Ma non è stata solo un corsa al metaverso, all’arrivare primi dei competitor: la realtà è che è dagli utenti che si innalzata la domanda, prime inespressa, di chiedere sempre di più, oltre il web, oltre le video conferenze, oltre alla condivisione dei compiti online.

“Dopo due anni trascorsi in casa, a lavorare da un giorno all’altro solo con gli strumenti digitali, imparando a farlo con il più gigantesco learning by doing che si potesse immaginare, questa richiesta è emersa automaticamente e autonomamente“, riprende Montagna. “D’altra parte alcuni elementi significativi aveva già indicato la strada da percorrere: cantanti come Justin Bieber avevano raccolto audience di decine di milioni di persone su piattaforme virtuali per assistere ai loro concerti. Diventa allora perfino superfluo chiedersi perché sia necessario andare in negozio per vedere un divano, invece di collocarlo nel proprio appartamento e guardarlo comodamente da tutti i lati utilizzano un visore in realtà aumentata, o una app”.

Ma il metaverso è più complesso di questi applicativi che paiono semplificarlo agli estremi: basti pensare alle sue proposte in realtà virtuale e in realtà aumentata, al momento concorrenti: quale risulterà vincitrice?
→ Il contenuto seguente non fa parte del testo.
use axum::Router;

use crate::state::SharedState;

/// Operator login, results and round maintenance.
pub mod admin;
/// Swagger UI and OpenAPI document.
pub mod docs;
/// Health check endpoint.
pub mod health;
/// Guess and cipher submission pages.
pub mod public;

/// Compose all route trees, wiring in shared state and documentation routes.
pub fn router(state: SharedState) -> Router<()> {
    health::router()
        .merge(public::router())
        .merge(admin::router(state.clone()))
        .merge(docs::router())
        .with_state(state)
}
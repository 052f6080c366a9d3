use serde::Serialize;
use utoipa::ToSchema;

/// Storage reachability as reported by `/healthcheck`.
#[derive(Debug, Clone, Copy, PartialEq, Eq, Serialize, ToSchema)]
#[serde(rename_all = "lowercase")]
pub enum HealthStatus {
    /// The database file answered a trivial query.
    Ok,
    /// The database could not be queried.
    Degraded,
}

/// Health response returned by the `/healthcheck` route.
#[derive(Debug, Serialize, ToSchema)]
pub struct HealthResponse {
    /// Health status ("ok" or "degraded").
    pub status: HealthStatus,
}

impl HealthResponse {
    /// Create a health response indicating the system is operational.
    pub fn ok() -> Self {
        Self {
            status: HealthStatus::Ok,
        }
    }

    /// Create a health response indicating storage is unreachable.
    pub fn degraded() -> Self {
        Self {
            status: HealthStatus::Degraded,
        }
    }
}

#[cfg(test)]
mod tests {
    use serde_json::json;

    use super::*;

    #[test]
    fn statuses_serialize_lowercase() {
        assert_eq!(
            serde_json::to_value(HealthResponse::ok()).unwrap(),
            json!({ "status": "ok" })
        );
        assert_eq!(
            serde_json::to_value(HealthResponse::degraded()).unwrap(),
            json!({ "status": "degraded" })
        );
    }
}
use std::error::Error;
use thiserror::Error;

/// Result alias for storage operations.
pub type StorageResult<T> = Result<T, StorageError>;

/// Error raised by storage backends regardless of the underlying database.
#[derive(Debug, Error)]
pub enum StorageError {
    /// The database could not be reached or a statement failed.
    #[error("storage unavailable: {message}")]
    Unavailable {
        /// Human-readable summary of the failure.
        message: String,
        /// Backend error that caused it.
        #[source]
        source: Box<dyn Error + Send + Sync>,
    },
    /// A stored row no longer satisfies the entity invariants.
    #[error("corrupt row in `{table}`: {reason}")]
    Corrupt {
        /// Table the row was read from.
        table: &'static str,
        /// Which invariant the row breaks.
        reason: String,
    },
}

impl StorageError {
    /// Construct an unavailable error from any backend failure.
    pub fn unavailable(message: String, source: impl Error + Send + Sync + 'static) -> Self {
        StorageError::Unavailable {
            message,
            source: Box::new(source),
        }
    }
}
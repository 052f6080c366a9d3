use axum::{
    Form, Router,
    body::Body,
    extract::{State, rejection::FormRejection},
    http::Request,
    middleware::{self, Next},
    response::{Html, Redirect, Response},
    routing::{get, post},
};
use axum_extra::extract::cookie::SignedCookieJar;

use crate::{
    dto::{
        forms::{DeleteEntryForm, PasswordForm},
        pages::{
            CipherFullPage, FullResultPage, MessagePage, PasswordPage, ResultsPage, render,
        },
    },
    error::AppError,
    services::admin_service::{self, RoundOutcome},
    state::{SessionContext, SharedState},
};

const FULL_LISTING: &str = "/full";
const CIPHER_LISTING: &str = "/cipher_full";

/// Operator pages. Everything but the login forms requires a privileged session.
pub fn router(state: SharedState) -> Router<SharedState> {
    let privileged = Router::new()
        .route("/results", get(show_results))
        .route(FULL_LISTING, get(show_full))
        .route(CIPHER_LISTING, get(show_cipher_full))
        .route("/delete", post(delete_entry))
        .route("/reset-db", post(reset_round))
        .route_layer(middleware::from_fn_with_state(
            state,
            require_privileged_session,
        ));

    Router::new()
        .route("/final_result", get(final_result_form).post(final_result_login))
        .route("/cipher_result", get(cipher_result_form).post(cipher_result_login))
        .route("/logout", post(logout))
        .merge(privileged)
}

#[utoipa::path(
    get,
    path = "/final_result",
    tag = "admin",
    responses((status = 200, description = "Operator password form", body = String, content_type = "text/html"))
)]
/// Ask for the operator password before showing the round.
pub async fn final_result_form() -> Result<Html<String>, AppError> {
    Ok(render(&PasswordPage {
        title: "Final result",
        action: "/final_result",
    })?)
}

#[utoipa::path(
    post,
    path = "/final_result",
    tag = "admin",
    request_body(content = PasswordForm, content_type = "application/x-www-form-urlencoded"),
    responses(
        (status = 303, description = "Session granted, redirect to the full listing"),
        (status = 403, description = "Incorrect password")
    )
)]
/// Check the password and open an operator session for the guess round.
pub async fn final_result_login(
    State(state): State<SharedState>,
    session: SessionContext,
    form: Result<Form<PasswordForm>, FormRejection>,
) -> Result<(SignedCookieJar, Redirect), AppError> {
    let Form(form) = form?;
    let jar = admin_service::login(&state, session, &form.password).await?;
    Ok((jar, Redirect::to(FULL_LISTING)))
}

#[utoipa::path(
    get,
    path = "/cipher_result",
    tag = "cipher",
    responses((status = 200, description = "Operator password form", body = String, content_type = "text/html"))
)]
/// Ask for the operator password before showing cipher answers.
pub async fn cipher_result_form() -> Result<Html<String>, AppError> {
    Ok(render(&PasswordPage {
        title: "Cipher answers",
        action: "/cipher_result",
    })?)
}

#[utoipa::path(
    post,
    path = "/cipher_result",
    tag = "cipher",
    request_body(content = PasswordForm, content_type = "application/x-www-form-urlencoded"),
    responses(
        (status = 303, description = "Session granted, redirect to the cipher listing"),
        (status = 403, description = "Incorrect password")
    )
)]
/// Check the password and open an operator session for the cipher answers.
pub async fn cipher_result_login(
    State(state): State<SharedState>,
    session: SessionContext,
    form: Result<Form<PasswordForm>, FormRejection>,
) -> Result<(SignedCookieJar, Redirect), AppError> {
    let Form(form) = form?;
    let jar = admin_service::login(&state, session, &form.password).await?;
    Ok((jar, Redirect::to(CIPHER_LISTING)))
}

#[utoipa::path(
    post,
    path = "/logout",
    tag = "admin",
    responses((status = 303, description = "Session cleared, redirect to the home page"))
)]
/// End the operator session.
pub async fn logout(session: SessionContext) -> (SignedCookieJar, Redirect) {
    (admin_service::logout(session), Redirect::to("/"))
}

#[utoipa::path(
    get,
    path = "/results",
    tag = "admin",
    responses(
        (status = 200, description = "Final statistics, chart and winner; the round is reset", body = String, content_type = "text/html"),
        (status = 403, description = "No privileged session")
    )
)]
/// Close the round: show statistics, chart and winner, then wipe the guesses.
pub async fn show_results(State(state): State<SharedState>) -> Result<Html<String>, AppError> {
    match admin_service::finish_round(&state).await? {
        RoundOutcome::NoGuesses => Ok(render(&MessagePage {
            message: "No guesses recorded yet.".into(),
        })?),
        RoundOutcome::Finished { stats, chart_uri } => {
            Ok(render(&ResultsPage { stats, chart_uri })?)
        }
    }
}

#[utoipa::path(
    get,
    path = "/full",
    tag = "admin",
    responses(
        (status = 200, description = "Every guess of the running round", body = String, content_type = "text/html"),
        (status = 403, description = "No privileged session")
    )
)]
/// List every guess of the running round without resetting it.
pub async fn show_full(State(state): State<SharedState>) -> Result<Html<String>, AppError> {
    let (rows, stats) = admin_service::full_listing(&state).await?;
    Ok(render(&FullResultPage { rows, stats })?)
}

#[utoipa::path(
    get,
    path = "/cipher_full",
    tag = "cipher",
    responses(
        (status = 200, description = "Every cipher answer", body = String, content_type = "text/html"),
        (status = 403, description = "No privileged session")
    )
)]
/// List every cipher answer.
pub async fn show_cipher_full(State(state): State<SharedState>) -> Result<Html<String>, AppError> {
    let rows = admin_service::list_ciphers(&state).await?;
    Ok(render(&CipherFullPage { rows })?)
}

#[utoipa::path(
    post,
    path = "/delete",
    tag = "admin",
    request_body(content = DeleteEntryForm, content_type = "application/x-www-form-urlencoded"),
    responses(
        (status = 303, description = "Guess removed (or already absent), redirect to the full listing"),
        (status = 400, description = "Missing or non-integer entry id"),
        (status = 403, description = "No privileged session")
    )
)]
/// Remove one guess from the round.
pub async fn delete_entry(
    State(state): State<SharedState>,
    form: Result<Form<DeleteEntryForm>, FormRejection>,
) -> Result<Redirect, AppError> {
    let Form(form) = form?;
    admin_service::delete_guess(&state, form.entry_id).await?;
    Ok(Redirect::to(FULL_LISTING))
}

#[utoipa::path(
    post,
    path = "/reset-db",
    tag = "admin",
    responses(
        (status = 303, description = "Round wiped, redirect to the full listing"),
        (status = 403, description = "No privileged session")
    )
)]
/// Wipe the round without computing results.
pub async fn reset_round(State(state): State<SharedState>) -> Result<Redirect, AppError> {
    admin_service::reset_round(&state).await?;
    Ok(Redirect::to(FULL_LISTING))
}

async fn require_privileged_session(
    State(state): State<SharedState>,
    req: Request<Body>,
    next: Next,
) -> Result<Response, AppError> {
    let session = SessionContext::from_headers(req.headers(), state.gate());

    if session.is_privileged() {
        Ok(next.run(req).await)
    } else {
        Err(AppError::Forbidden(
            "Only developers have access to this section.".into(),
        ))
    }
}
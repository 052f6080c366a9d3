use std::{path::PathBuf, time::Duration};

/// Busy timeout applied to every connection so concurrent writers queue up.
const DEFAULT_BUSY_TIMEOUT: Duration = Duration::from_secs(5);

/// Runtime configuration describing where the SQLite database lives.
#[derive(Debug, Clone)]
pub struct SqliteConfig {
    /// Database file, created on first open.
    pub path: PathBuf,
    /// How long a connection waits for a competing writer.
    pub busy_timeout: Duration,
}

impl SqliteConfig {
    /// Configuration for the database file at `path` with the default busy timeout.
    pub fn new(path: impl Into<PathBuf>) -> Self {
        Self {
            path: path.into(),
            busy_timeout: DEFAULT_BUSY_TIMEOUT,
        }
    }

    /// Override how long a connection waits on a locked database.
    pub fn with_busy_timeout(mut self, timeout: Duration) -> Self {
        self.busy_timeout = timeout;
        self
    }
}
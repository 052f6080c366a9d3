//! Library crate for guess-game-back, exposing modules for binaries and integration tests.

pub mod config;
/// Persistence: entities, the store trait and its SQLite backend.
pub mod dao;
/// Forms, pages and JSON payloads exchanged with clients.
pub mod dto;
/// Service and HTTP error types.
pub mod error;
/// HTTP routers and handlers.
pub mod routes;
/// Business logic behind the handlers.
pub mod services;
/// Shared application state, round arithmetic and sessions.
pub mod state;
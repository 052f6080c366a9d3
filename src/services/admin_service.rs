//! Business logic powering the operator pages. Every function except
//! [`login`] assumes the caller already passed the privileged-session check.

use axum_extra::extract::cookie::SignedCookieJar;
use tracing::{info, warn};

use crate::{
    dao::guess_store::GuessOrder,
    dto::pages::{CipherRow, GuessRow},
    error::ServiceError,
    services::chart_service,
    state::{SessionContext, SharedState, round::RoundStats},
};

/// Outcome of closing a round.
#[derive(Debug)]
pub enum RoundOutcome {
    /// Nothing was submitted; the round was left untouched.
    NoGuesses,
    /// Statistics and chart of the round that has just been reset.
    Finished {
        /// Participants, average, target and winner.
        stats: RoundStats,
        /// Histogram chart as a data URI.
        chart_uri: String,
    },
}

/// Check the operator password and, on success, mark the session privileged.
pub async fn login(
    state: &SharedState,
    session: SessionContext,
    password: &str,
) -> Result<SignedCookieJar, ServiceError> {
    let gate = state.gate();
    if !gate.authenticate(password) {
        warn!("rejected operator login");
        return Err(ServiceError::Forbidden(
            "Only developers have access to this section. Incorrect password.".into(),
        ));
    }

    info!(ttl_secs = gate.ttl().as_secs(), "operator session granted");
    Ok(session.grant(gate))
}

/// Drop the operator privilege from the caller's session.
pub fn logout(session: SessionContext) -> SignedCookieJar {
    session.revoke()
}

// ---------------------------------------------------------------------------
// Guess round
// ---------------------------------------------------------------------------

/// Compute the final statistics and chart, then reset the round.
///
/// The reset only happens once the chart has been produced, so a rendering
/// failure leaves the guesses in place.
pub async fn finish_round(state: &SharedState) -> Result<RoundOutcome, ServiceError> {
    let store = state.store();
    let entries = store.list_all(GuessOrder::Insertion).await?;

    let Some(stats) = RoundStats::compute(&entries) else {
        return Ok(RoundOutcome::NoGuesses);
    };

    let guesses: Vec<_> = entries.iter().map(|entry| entry.guess).collect();
    let chart_uri = chart_service::render_histograms(&guesses)
        .map_err(|err| ServiceError::Render(err.to_string()))?;

    store.reset_round().await?;
    info!(
        participants = stats.participants,
        average = stats.average,
        target = stats.target,
        winner = %stats.winner_name,
        "round finished and reset"
    );

    Ok(RoundOutcome::Finished { stats, chart_uri })
}

/// Every guess of the running round (highest first) with live statistics.
pub async fn full_listing(
    state: &SharedState,
) -> Result<(Vec<GuessRow>, Option<RoundStats>), ServiceError> {
    let entries = state.store().list_all(GuessOrder::GuessDesc).await?;
    let stats = RoundStats::compute(&entries);
    let rows = entries.into_iter().map(GuessRow::from).collect();
    Ok((rows, stats))
}

/// Remove one guess. Unknown ids are ignored.
pub async fn delete_guess(state: &SharedState, id: i64) -> Result<(), ServiceError> {
    let removed = state.store().delete_by_id(id).await?;
    if removed {
        info!(id, "guess deleted");
    } else {
        warn!(id, "delete requested for unknown guess");
    }
    Ok(())
}

/// Wipe every guess without computing results.
pub async fn reset_round(state: &SharedState) -> Result<(), ServiceError> {
    state.store().reset_round().await?;
    info!("round reset by operator");
    Ok(())
}

// ---------------------------------------------------------------------------
// Cipher
// ---------------------------------------------------------------------------

/// Every cipher answer in submission order.
pub async fn list_ciphers(state: &SharedState) -> Result<Vec<CipherRow>, ServiceError> {
    let entries = state.store().list_ciphers().await?;
    Ok(entries.into_iter().map(CipherRow::from).collect())
}
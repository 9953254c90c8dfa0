//! Core data types shared by every bridge crate.
//!
//! The same [`FilterSpec`] shape is used for both dialects; only the legal field and relation
//! names differ. Entity kinds, relations and field dictionaries are fixed at compile time.
pub mod config;
pub mod entity;
pub mod fields;
pub mod filter;
pub mod native;

pub use config::{BridgeConfig, ConfigError};
pub use entity::{Collection, EntityKind, Relation};
pub use fields::FieldDictionary;
pub use filter::{FilterSpec, Inclusion, Leaf, WhereNode};

/// A record as returned by the backing store, or as produced for the public schema.
pub type Record = serde_json::Value;
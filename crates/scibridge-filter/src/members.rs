use scibridge_core::native;
use scibridge_core::WhereNode;
use scibridge_error::FilterError;

use crate::LOG_TARGET;

const FULL_NAME: &str = "fullName";

/// Translates a `person` scope under `members`.
///
/// A person may appear among a publication's creators or its authors, so `{fullName: v}`
/// becomes `Or([{creator: v}, {authors: v}])`. Combinations of person predicates have no
/// faithful native form and are rejected.
pub fn translate_members(node: &WhereNode) -> Result<Option<WhereNode>, FilterError> {
    match node {
        WhereNode::And(_) => Err(FilterError::UnsupportedMemberFilter { combinator: "and" }),
        WhereNode::Or(_) => Err(FilterError::UnsupportedMemberFilter { combinator: "or" }),
        WhereNode::Leaf(leaf) => {
            for field in leaf.keys().filter(|k| *k != FULL_NAME) {
                tracing::debug!(target: LOG_TARGET, %field, "dropping unmapped person field");
            }
            Ok(leaf.get(FULL_NAME).map(|name| {
                WhereNode::Or(vec![
                    WhereNode::leaf(native::CREATOR, name.clone()),
                    WhereNode::leaf(native::AUTHORS, name.clone()),
                ])
            }))
        }
    }
}
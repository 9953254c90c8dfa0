//! An in-memory [`RecordFetcher`] that evaluates native filters against stored records.
use std::sync::Mutex;

use async_trait::async_trait;
use serde_json::Value;

use scibridge_core::{Collection, FilterSpec, Record, WhereNode};
use scibridge_error::FetchError;
use scibridge_fetch::RecordFetcher;

/// A native call the fetcher received.
#[derive(Debug, Clone, PartialEq)]
pub enum Call {
    Find(FilterSpec),
    FindById(String, FilterSpec),
    Count(Option<WhereNode>),
}

#[derive(Debug)]
pub struct InMemoryCollection {
    collection: Collection,
    records: Vec<Record>,
    calls: Mutex<Vec<Call>>,
    fail_with: Option<FetchError>,
}

impl InMemoryCollection {
    pub fn new(collection: Collection, records: Vec<Record>) -> Self {
        Self {
            collection,
            records,
            calls: Mutex::new(Vec::new()),
            fail_with: None,
        }
    }

    pub fn empty(collection: Collection) -> Self {
        Self::new(collection, Vec::new())
    }

    /// A collection whose every call fails with `error`.
    pub fn failing(collection: Collection, error: FetchError) -> Self {
        Self {
            fail_with: Some(error),
            ..Self::empty(collection)
        }
    }

    /// Calls received so far, oldest first.
    pub fn calls(&self) -> Vec<Call> {
        self.calls.lock().map(|c| c.clone()).unwrap_or_default()
    }

    /// Filters passed to `find`, oldest first.
    pub fn find_filters(&self) -> Vec<FilterSpec> {
        self.calls()
            .into_iter()
            .filter_map(|call| match call {
                Call::Find(filter) => Some(filter),
                _ => None,
            })
            .collect()
    }

    fn record(&self, call: Call) -> Result<(), FetchError> {
        if let Ok(mut calls) = self.calls.lock() {
            calls.push(call);
        }
        match &self.fail_with {
            Some(err) => Err(err.clone()),
            None => Ok(()),
        }
    }

    fn matching<'a>(&'a self, where_clause: Option<&'a WhereNode>) -> impl Iterator<Item = &'a Record> {
        self.records
            .iter()
            .filter(move |record| where_clause.is_none_or(|node| matches_where(record, node)))
    }
}

#[async_trait]
impl RecordFetcher for InMemoryCollection {
    fn collection(&self) -> Collection {
        self.collection
    }

    async fn find(&self, filter: &FilterSpec) -> Result<Vec<Record>, FetchError> {
        self.record(Call::Find(filter.clone()))?;
        let skip = filter.skip.unwrap_or(0) as usize;
        let limit = filter.limit.map_or(usize::MAX, |l| l as usize);
        Ok(self
            .matching(filter.where_clause.as_ref())
            .skip(skip)
            .take(limit)
            .cloned()
            .collect())
    }

    async fn find_by_id(
        &self,
        id: &str,
        filter: &FilterSpec,
    ) -> Result<Option<Record>, FetchError> {
        self.record(Call::FindById(id.to_string(), filter.clone()))?;
        let id_field = self.collection.id_field();
        Ok(self
            .records
            .iter()
            .find(|record| record.get(id_field).and_then(Value::as_str) == Some(id))
            .cloned())
    }

    async fn count(&self, where_clause: Option<&WhereNode>) -> Result<u64, FetchError> {
        self.record(Call::Count(where_clause.cloned()))?;
        Ok(self.matching(where_clause).count() as u64)
    }
}

/// Evaluates a native `where` the way the store would for the operators the bridge emits.
pub fn matches_where(record: &Value, node: &WhereNode) -> bool {
    match node {
        WhereNode::And(nodes) => nodes.iter().all(|n| matches_where(record, n)),
        WhereNode::Or(nodes) => nodes.iter().any(|n| matches_where(record, n)),
        WhereNode::Leaf(leaf) => leaf.iter().all(|(path, condition)| {
            let found = lookup(record, path);
            found.iter().any(|value| satisfies(value, condition))
        }),
    }
}

/// Every value reachable along a dotted path, flattening arrays on the way.
fn lookup<'a>(record: &'a Value, path: &str) -> Vec<&'a Value> {
    let mut current = vec![record];
    for segment in path.split('.') {
        current = current
            .into_iter()
            .flat_map(|value| match value {
                Value::Array(items) => items.iter().filter_map(|i| i.get(segment)).collect(),
                other => other.get(segment).into_iter().collect::<Vec<_>>(),
            })
            .collect();
    }
    current
        .into_iter()
        .flat_map(|value| match value {
            Value::Array(items) => items.iter().collect(),
            other => vec![other],
        })
        .collect()
}

fn satisfies(value: &Value, condition: &Value) -> bool {
    let Value::Object(ops) = condition else {
        return value == condition;
    };
    ops.iter().all(|(op, operand)| match (op.as_str(), operand) {
        ("gt", bound) => compare(value, bound).is_some_and(|o| o.is_gt()),
        ("gte", bound) => compare(value, bound).is_some_and(|o| o.is_ge()),
        ("lt", bound) => compare(value, bound).is_some_and(|o| o.is_lt()),
        ("lte", bound) => compare(value, bound).is_some_and(|o| o.is_le()),
        ("neq", other) => value != other,
        ("inq", Value::Array(options)) => options.contains(value),
        ("between", Value::Array(bounds)) if bounds.len() == 2 => {
            compare(value, &bounds[0]).is_some_and(|o| o.is_ge())
                && compare(value, &bounds[1]).is_some_and(|o| o.is_le())
        }
        _ => value == condition,
    })
}

fn compare(value: &Value, bound: &Value) -> Option<std::cmp::Ordering> {
    match (value, bound) {
        (Value::Number(a), Value::Number(b)) => a.as_f64()?.partial_cmp(&b.as_f64()?),
        (Value::String(a), Value::String(b)) => Some(a.cmp(b)),
        _ => None,
    }
}

#[cfg(test)]
mod tests {
    use super::*;
    use serde_json::json;

    fn node(raw: Value) -> WhereNode {
        WhereNode::try_from(raw).unwrap()
    }

    #[test]
    fn dotted_paths_reach_into_arrays() {
        let record = json!({
            "techniques": [{"name": "SANS"}, {"name": "SAXS"}],
            "pidArray": ["a/1", "b/2"],
            "scientificMetadata": {"t": {"valueSI": 300.0, "unitSI": "K"}}
        });
        assert!(matches_where(&record, &node(json!({"techniques.name": "SAXS"}))));
        assert!(matches_where(&record, &node(json!({"pidArray": "b/2"}))));
        assert!(matches_where(
            &record,
            &node(json!({"and": [
                {"scientificMetadata.t.valueSI": {"between": [250, 350]}},
                {"scientificMetadata.t.unitSI": "K"}
            ]}))
        ));
        assert!(!matches_where(&record, &node(json!({"scientificMetadata.t.valueSI": {"gt": 300}}))));
    }

    #[tokio::test]
    async fn records_calls_and_applies_paging() {
        let store = InMemoryCollection::new(
            Collection::Samples,
            vec![json!({"sampleId": "s1"}), json!({"sampleId": "s2"}), json!({"sampleId": "s3"})],
        );
        let filter = FilterSpec {
            skip: Some(1),
            limit: Some(1),
            ..FilterSpec::default()
        };
        let found = store.find(&filter).await.unwrap();
        assert_eq!(found, vec![json!({"sampleId": "s2"})]);
        assert_eq!(store.find_filters(), vec![filter]);
        assert_eq!(
            store.find_by_id("s3", &FilterSpec::default()).await.unwrap(),
            Some(json!({"sampleId": "s3"}))
        );
        assert_eq!(store.count(None).await.unwrap(), 3);
    }
}
//! Translation of public filters into the native store's filter dialect.
//!
//! ```text
//! {"where": {"title": "x"},
//!  "include": [{"relation": "parameters", "scope": {"where": {"and": [
//!      {"name": "p"}, {"value": 5}, {"unit": "mm"}]}}}]}
//! ```
//! becomes
//! ```text
//! {"where": {"and": [{"datasetName": "x"},
//!                    {"scientificMetadata.p.valueSI": 0.005},
//!                    {"scientificMetadata.p.unitSI": "m"}]}}
//! ```
pub mod members;
pub mod merge;
pub mod parameters;
pub mod translate;

pub use members::translate_members;
pub use merge::{merge_into_parent, pin_identity};
pub use parameters::{ParameterParts, ParameterPredicate, translate_parameters};
pub use translate::{translate, translate_files, translate_where};

pub(crate) const LOG_TARGET: &str = "scibridge-filter";
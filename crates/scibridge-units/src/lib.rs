//! Unit normalisation for parameter filters and parameter values.
//!
//! Quantities are expressed in SI base units the same way the backing store records
//! `valueSI` / `unitSI`: derived and prefixed units are expanded into base units listed in the
//! order mass, length, time, current, temperature, luminous intensity, amount, angle, bit.
//! So `5 mm` becomes `0.005 m` and `1 kN` becomes `1000 (kg m) / s^2`.
pub mod dimension;
pub mod expr;
pub mod registry;

use scibridge_error::FilterError;

pub use dimension::{BaseDimension, Dimension};
pub use expr::UnitExpr;

/// Significant digits kept when re-expressing a value in a caller-chosen unit.
pub const DISPLAY_PRECISION: u32 = 3;

/// A magnitude together with the unit it is expressed in.
#[derive(Debug, Clone, PartialEq)]
pub struct Quantity {
    pub value: f64,
    pub unit: String,
}

impl Quantity {
    pub fn new(value: f64, unit: impl Into<String>) -> Self {
        Self {
            value,
            unit: unit.into(),
        }
    }
}

/// SI base-unit rendering of a dimension, e.g. `kg / (m s^2)`.
pub fn si_unit_for(dimension: Dimension) -> String {
    expr::format_parts(
        dimension
            .components()
            .map(|(base, power)| (base.si_symbol().to_string(), power))
            .collect(),
    )
}

/// Normalises `value unit` to SI base units.
pub fn convert_to_si(value: f64, unit: &str) -> Result<Quantity, FilterError> {
    let expr = UnitExpr::parse(unit)?;
    Ok(Quantity::new(expr.to_base(value), si_unit_for(expr.dimension()?)))
}

/// Re-expresses `value from` in `to`, rounded to [`DISPLAY_PRECISION`] significant digits.
pub fn convert_to_unit(value: f64, from: &str, to: &str) -> Result<Quantity, FilterError> {
    let source = UnitExpr::parse(from)?;
    let target = UnitExpr::parse(to)?;
    if source.dimension()? != target.dimension()? {
        return Err(FilterError::IncompatibleUnits {
            from: from.to_string(),
            to: to.to_string(),
        });
    }
    let converted = target.from_base(source.to_base(value));
    Ok(Quantity::new(
        round_significant(converted, DISPLAY_PRECISION),
        target.format(),
    ))
}

/// Rounds to `digits` significant digits; zero and non-finite values pass through.
pub fn round_significant(value: f64, digits: u32) -> f64 {
    if value == 0.0 || !value.is_finite() {
        return value;
    }
    // Go through the decimal rendering so 0.1 + 0.2 style noise does not survive.
    let rendered = format!("{:.*e}", digits.saturating_sub(1) as usize, value);
    rendered.parse().unwrap_or(value)
}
“Al di là dell’apparente somiglianza dei nomi, sono concetti ben diversi, prodromi a soluzioni applicative contrastanti, praticamente opposte”, sottolinea Montagna. “La realtà virtuale rappresenta una ‘fuga’ dalla realtà vera, in un ‘altrove’ dove le regole sono talmente differenti al punto da infrangere le leggi fisiche, a partre dalla bilocazione o dall’impenetrabilità dei corpi. In RV si entra in uno spazio nuovo, dove è possibile acquistare appezzamenti di terra che non esistono o vivere come un avatar, dove ci si ritrova a discutere con i colleghi che vivono in Stati diversi senza spostarsi dalle propria stanza, dove si scambiano criptovalute e NFT. Nella realtà aumentata la realtà è invece ben presente, anzi è la base indispensabile per ‘essere integrata’ con una serie di informazioni che risiedono nel cloud, a portata di mano, attivabili tramite l’immagine raccolta dallo schermo dello smartphone, per esempio. Attualmente quest’ultimo esempio è più sviluppato, ma nulla è stato deciso”.

“Basti pensare all’intelligenza artificiale, uno dei motori generatori di soluzioni applicabili al metaverso più prolifico”, conclude. “Prendiamo per esempio la traduzione simultanea, una persona parla e chiunque altro, di qualsiasi nazionalità e madrelingua sia, capisce perfettamente. E può rispondere nel proprio idioma, essendo inteso da tutti gli ascoltatori. Quale mezzo più efficiente e più semplice da utilizzare nel metaverso? Non ci siamo ancora, ma guardando ai giganteschi sviluppi dell’AI il traguardo non è lontano”.